For this part we are building the Finite Difference Operator. This is done by taking the partial derivate of the x axis and y axis. To the x axis, we will convolve the image with [1,-1]. While for the y axis, we will convolve the image with [[1],[-1]].
After getting the derivative results, we can further detect the edges. Before we do that we would need to first calculate the magnitude of the image. This can be done through taking the square root of the squared sum of dx and dy.
We notice that the result from the previous part was pretty noisy. To improve on this, we can filter the image through a low pass filter, to reduce the higher frequencies. There are two methods of conducting this. First being that we pass the gaussian filter through the image first, then taking the derivative. The results are shown below.
The second method is first convolving the gaussian filter with the derivatives, then passing the new filters through the image. This method should yield the same result as the first.
Observations:
From these operations, we can see that the noise in the edge images have decreased greatly.
In this portion, we are tasked to "sharpen" images. This process essentially extracts the high frequencies of an image and adds it back to the original image, with adjusted alpha. In lecture, it was mentioned that there are two methods to complete this.
1. Adding the higher frequencies back with adjusted to alpha.
2. Calculate ((1 + alpha) * unit impluse - alpha * gaussian filter) then convolving that with the original image
In our case, we chose to go with the first method.
Observations:
Even though the sharpened image isn't identical to the original image. We can see an improvement to the clarity of the edges.

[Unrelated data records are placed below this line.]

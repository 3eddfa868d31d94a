//! Multi-tier attribute extraction pipeline.
//!
//! Three independent tiers read the same rendering session and each
//! produce a partial field map: the embedded-state scan, the markup
//! parser, and the visible-text scan. The merger reconciles them under
//! fixed precedence. Tier-internal failures degrade to an empty map and
//! never abort the request; only navigation failures propagate.

use std::collections::BTreeMap;
use std::time::Duration;
use tracing::{info, warn};
use url::Url;

pub mod embedded;
pub mod markup;
pub mod merge;
pub mod session;
pub mod textscan;

use crate::error::{FlatcastError, FlatcastResult};
use session::RenderSession;

/// Partial mapping from canonical field name to raw value, one per tier
pub type RawFieldMap = BTreeMap<String, String>;

/// One resolved raw value per canonical field, after reconciliation
pub type MergedFieldMap = BTreeMap<String, String>;

/// Supported listing sites, each with its own embedded-state location
#[derive(Debug, Clone, Copy, PartialEq, Eq)]
pub enum ListingSite {
    /// Cian pages expose their state through window globals and inline
    /// JSON scripts reachable from a probe script.
    Cian,
    /// Samolet pages serialize their Nuxt state into a `__NUXT_DATA__`
    /// script tag in the markup.
    Samolet,
}

impl ListingSite {
    pub fn detect(url: &Url) -> Self {
        let host = url.host_str().unwrap_or_default().to_lowercase();
        if host == "samolet.ru" || host.ends_with(".samolet.ru") {
            Self::Samolet
        } else {
            Self::Cian
        }
    }
}

/// Orchestrates the three extraction tiers over one rendering session
#[derive(Debug, Clone)]
pub struct ExtractionPipeline {
    navigation_timeout: Duration,
}

impl ExtractionPipeline {
    pub fn new(navigation_timeout: Duration) -> Self {
        Self { navigation_timeout }
    }

    /// Run the full extraction sequence against an already-opened session.
    ///
    /// The caller owns the session and is responsible for closing it on
    /// every exit path, including when this returns an error.
    pub async fn extract_listing(
        &self,
        session: &dyn RenderSession,
        url: &Url,
    ) -> FlatcastResult<MergedFieldMap> {
        session
            .navigate(url, self.navigation_timeout)
            .await
            .map_err(|e| FlatcastError::Session {
                message: format!("navigation to {} failed: {}", url, e),
            })?;

        // The markup is read once and shared by the tiers that need it.
        let rendered = match session.rendered_markup().await {
            Ok(html) => Some(html),
            Err(e) => {
                warn!("Could not read rendered markup: {}", e);
                None
            }
        };

        // Tiers run sequentially; each is a pure reader of session state.
        let from_embedded = match ListingSite::detect(url) {
            ListingSite::Cian => embedded::extract(session).await,
            ListingSite::Samolet => rendered
                .as_deref()
                .map(embedded::extract_nuxt)
                .unwrap_or_default(),
        };

        let from_markup = rendered
            .as_deref()
            .map(markup::extract)
            .unwrap_or_default();

        let from_text = match session.visible_text().await {
            Ok(text) => textscan::extract(&text),
            Err(e) => {
                warn!("Could not read visible text: {}", e);
                RawFieldMap::new()
            }
        };

        let merged = merge::merge(from_embedded, from_markup, from_text);
        info!("Extraction resolved {} fields for {}", merged.len(), url);

        Ok(merged)
    }
}

#[cfg(test)]
mod tests {
    use super::*;

    fn url(raw: &str) -> Url {
        Url::parse(raw).unwrap()
    }

    #[test]
    fn test_site_detection() {
        assert_eq!(ListingSite::detect(&url("https://www.cian.ru/sale/flat/1/")), ListingSite::Cian);
        assert_eq!(ListingSite::detect(&url("https://samolet.ru/flats/2/")), ListingSite::Samolet);
        assert_eq!(
            ListingSite::detect(&url("https://msk.samolet.ru/flats/2/")),
            ListingSite::Samolet
        );
    }
}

With our knowledge in frequencies, we can also create hybrid images with them! This is by taking the high frequency of one image and overlaying that with the low frequency of another image. The results are shown below.
As we can see in the hybrid image, this is a failed case. This is due to the fact that we can't even notice the banana in the photo!
In this part we are constructing the Gaussian and the Laplacian stacks. The way to construct the Gaussian stack is that we increase the sigma at each level of the stack, thus the sigma at each level of the stack will be 2 ** l. On the other hand, the method of constructing the Laplacian stack would be to simply subtract two consecutive levels of a Gaussian stack. Thus, level l of a Laplacian stack will be level l + 1 - level l of the Gaussian stack.
We can see that the Gaussian and the Laplacian yields the same result! To be noted the recreated of figure 3.4.2, is shown in the next portion.
The coolest part of this project is understanding that even though some operations may seem very complicated. But they are actually just simple math and matrix operations!